■ ASSIGNMENT ■
The task here is to set down every line of the listing exactly.

■ DATASET RECORDS ■
use std::time::Duration;

use chrono::Utc;
use serde_json::{Value, json};

use crate::{
    schema::{Direction, Trade},
    util,
};

use super::adapter::{Frame, StreamProtocol, TradeNormalizer};

/// Contract multiplier of OKX BTC/ETH options (underlying per contract).
const CONTRACT_MULTIPLIER: f64 = 0.01;

/// OKX option-trades WebSocket adapter
///
/// OKX WS v5 public channel:
/// https://www.okx.com/docs-v5/en/#public-data-websocket-option-trades-channel
///
/// DESIGN:
/// - Pure protocol translation
/// - No reconnect logic
/// - One subscription per instrument family ({CUR}-USD)
///
/// NOTE:
/// OKX closes idle connections after 30 seconds, so the client sends
/// a plain-text "ping" every 25 seconds and receives "pong".
pub struct OkxAdapter;

fn inst_family(currency: &str) -> String {
    format!("{}-USD", currency.to_uppercase())
}

fn subscription_arg(currency: &str) -> Value {
    json!({
        "channel": "option-trades",
        "instType": "OPTION",
        "instFamily": inst_family(currency)
    })
}

impl TradeNormalizer for OkxAdapter {
    fn exchange(&self) -> &'static str {
        "okx"
    }

    fn natural_key(&self, raw: &Value) -> Option<String> {
        util::value_string(raw.get("tradeId"))
    }

    fn normalize(&self, raw: &Value) -> Option<Trade> {
        let trade_id = util::value_string(raw.get("tradeId"))?;
        let inst_id = raw.get("instId")?.as_str()?;
        if inst_id.is_empty() {
            return None;
        }
        let price_raw = raw.get("px")?;

        let timestamp = util::value_i64(raw.get("ts"))
            .and_then(util::epoch_to_datetime)
            .unwrap_or_else(Utc::now);

        let size = util::value_f64(raw.get("sz"));

        let mut t = Trade::new(trade_id, util::normalize_instrument(inst_id), timestamp);
        t.price = util::value_f64(Some(price_raw));
        t.contracts = size;
        t.amount = size.map(|sz| sz * CONTRACT_MULTIPLIER);
        t.direction = raw
            .get("side")
            .and_then(|v| v.as_str())
            .and_then(Direction::parse);
        t.mark_price = util::value_f64(raw.get("markPx"));
        t.index_price = util::value_f64(raw.get("idxPx"));
        // fillVol is a fraction, stored as percent like the other venues
        t.iv = util::value_f64(raw.get("fillVol")).map(|v| v * 100.0);
        Some(t)
    }

    fn accepts(&self, raw: &Value) -> bool {
        raw.get("instId")
            .and_then(|v| v.as_str())
            .is_some_and(util::is_option_instrument)
    }
}

impl StreamProtocol for OkxAdapter {
    fn ws_url(&self, _partitions: &[String]) -> String {
        "wss://ws.okx.com:8443/ws/v5/public".to_string()
    }

    fn subscribe_messages(&self, partitions: &[String]) -> Vec<Value> {
        partitions
            .iter()
            .map(|cur| json!({ "op": "subscribe", "args": [subscription_arg(cur)] }))
            .collect()
    }

    fn unsubscribe_messages(&self, partitions: &[String]) -> Vec<Value> {
        let args: Vec<Value> = partitions.iter().map(|c| subscription_arg(c)).collect();
        vec![json!({ "op": "unsubscribe", "args": args })]
    }

    fn classify(&self, raw: &str) -> Frame {
        if raw == "pong" {
            return Frame::Keepalive;
        }

        let v: Value = match serde_json::from_str(raw) {
            Ok(v) => v,
            Err(e) => return Frame::Error(format!("malformed frame: {e}")),
        };

        // --------------------------------------------------
        // Control / error messages
        // --------------------------------------------------
        if let Some(event) = v.get("event").and_then(|v| v.as_str()) {
            if event == "error" {
                let msg = v.get("msg").and_then(|m| m.as_str()).unwrap_or("unknown");
                let code = v.get("code").and_then(|c| c.as_str()).unwrap_or("-");
                return Frame::Error(format!("okx error {code}: {msg}"));
            }
            return Frame::Control;
        }

        let Some(entries) = v.get("data").and_then(|d| d.as_array()) else {
            return Frame::Control;
        };

        // BTC-USD -> BTC
        let Some(partition) = v["arg"]["instFamily"]
            .as_str()
            .and_then(|f| f.split('-').next())
            .filter(|c| !c.is_empty())
        else {
            return Frame::Error("data frame without instFamily".into());
        };

        Frame::Data {
            partition: partition.to_uppercase(),
            entries: entries.clone(),
        }
    }

    fn client_ping(&self) -> Option<(Duration, &'static str)> {
        Some((Duration::from_secs(25), "ping"))
    }
}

■ EXERCISE ANSWER ■
use std::time::Duration;

use chrono::Utc;
use serde_json::{Value, json};

use crate::{
    schema::{Direction, Trade},
    util,
};

use super::adapter::{Frame, StreamProtocol, TradeNormalizer};

/// Contract multiplier of OKX BTC/ETH options (underlying per contract).
const CONTRACT_MULTIPLIER: f64 = 0.01;

/// OKX option-trades WebSocket adapter
///
/// OKX WS v5 public channel:
/// https://www.okx.com/docs-v5/en/#public-data-websocket-option-trades-channel
///
/// DESIGN:
/// - Pure protocol translation
/// - No reconnect logic
/// - One subscription per instrument family ({CUR}-USD)
///
/// NOTE:
/// OKX closes idle connections after 30 seconds, so the client sends
/// a plain-text "ping" every 25 seconds and receives "pong".
pub struct OkxAdapter;

fn inst_family(currency: &str) -> String {
    format!("{}-USD", currency.to_uppercase())
}

fn subscription_arg(currency: &str) -> Value {
    json!({
        "channel": "option-trades",
        "instType": "OPTION",
        "instFamily": inst_family(currency)
    })
}

impl TradeNormalizer for OkxAdapter {
    fn exchange(&self) -> &'static str {
        "okx"
    }

    fn natural_key(&self, raw: &Value) -> Option<String> {
        util::value_string(raw.get("tradeId"))
    }

    fn normalize(&self, raw: &Value) -> Option<Trade> {
        let trade_id = util::value_string(raw.get("tradeId"))?;
        let inst_id = raw.get("instId")?.as_str()?;
        if inst_id.is_empty() {
            return None;
        }
        let price_raw = raw.get("px")?;

        let timestamp = util::value_i64(raw.get("ts"))
            .and_then(util::epoch_to_datetime)
            .unwrap_or_else(Utc::now);

        let size = util::value_f64(raw.get("sz"));

        let mut t = Trade::new(trade_id, util::normalize_instrument(inst_id), timestamp);
        t.price = util::value_f64(Some(price_raw));
        t.contracts = size;
        t.amount = size.map(|sz| sz * CONTRACT_MULTIPLIER);
        t.direction = raw
            .get("side")
            .and_then(|v| v.as_str())
            .and_then(Direction::parse);
        t.mark_price = util::value_f64(raw.get("markPx"));
        t.index_price = util::value_f64(raw.get("idxPx"));
        // fillVol is a fraction, stored as percent like the other venues
        t.iv = util::value_f64(raw.get("fillVol")).map(|v| v * 100.0);
        Some(t)
    }

    fn accepts(&self, raw: &Value) -> bool {
        raw.get("instId")
            .and_then(|v| v.as_str())
            .is_some_and(util::is_option_instrument)
    }
}

impl StreamProtocol for OkxAdapter {
    fn ws_url(&self, _partitions: &[String]) -> String {
        "wss://ws.okx.com:8443/ws/v5/public".to_string()
    }

    fn subscribe_messages(&self, partitions: &[String]) -> Vec<Value> {
        partitions
            .iter()
            .map(|cur| json!({ "op": "subscribe", "args": [subscription_arg(cur)] }))
            .collect()
    }

    fn unsubscribe_messages(&self, partitions: &[String]) -> Vec<Value> {
        let args: Vec<Value> = partitions.iter().map(|c| subscription_arg(c)).collect();
        vec![json!({ "op": "unsubscribe", "args": args })]
    }

    fn classify(&self, raw: &str) -> Frame {
        if raw == "pong" {
            return Frame::Keepalive;
        }

        let v: Value = match serde_json::from_str(raw) {
            Ok(v) => v,
            Err(e) => return Frame::Error(format!("malformed frame: {e}")),
        };

        // --------------------------------------------------
        // Control / error messages
        // --------------------------------------------------
        if let Some(event) = v.get("event").and_then(|v| v.as_str()) {
            if event == "error" {
                let msg = v.get("msg").and_then(|m| m.as_str()).unwrap_or("unknown");
                let code = v.get("code").and_then(|c| c.as_str()).unwrap_or("-");
                return Frame::Error(format!("okx error {code}: {msg}"));
            }
            return Frame::Control;
        }

        let Some(entries) = v.get("data").and_then(|d| d.as_array()) else {
            return Frame::Control;
        };

        // BTC-USD -> BTC
        let Some(partition) = v["arg"]["instFamily"]
            .as_str()
            .and_then(|f| f.split('-').next())
            .filter(|c| !c.is_empty())
        else {
            return Frame::Error("data frame without instFamily".into());
        };

        Frame::Data {
            partition: partition.to_uppercase(),
            entries: entries.clone(),
        }
    }

    fn client_ping(&self) -> Option<(Duration, &'static str)> {
        Some((Duration::from_secs(25), "ping"))
    }
}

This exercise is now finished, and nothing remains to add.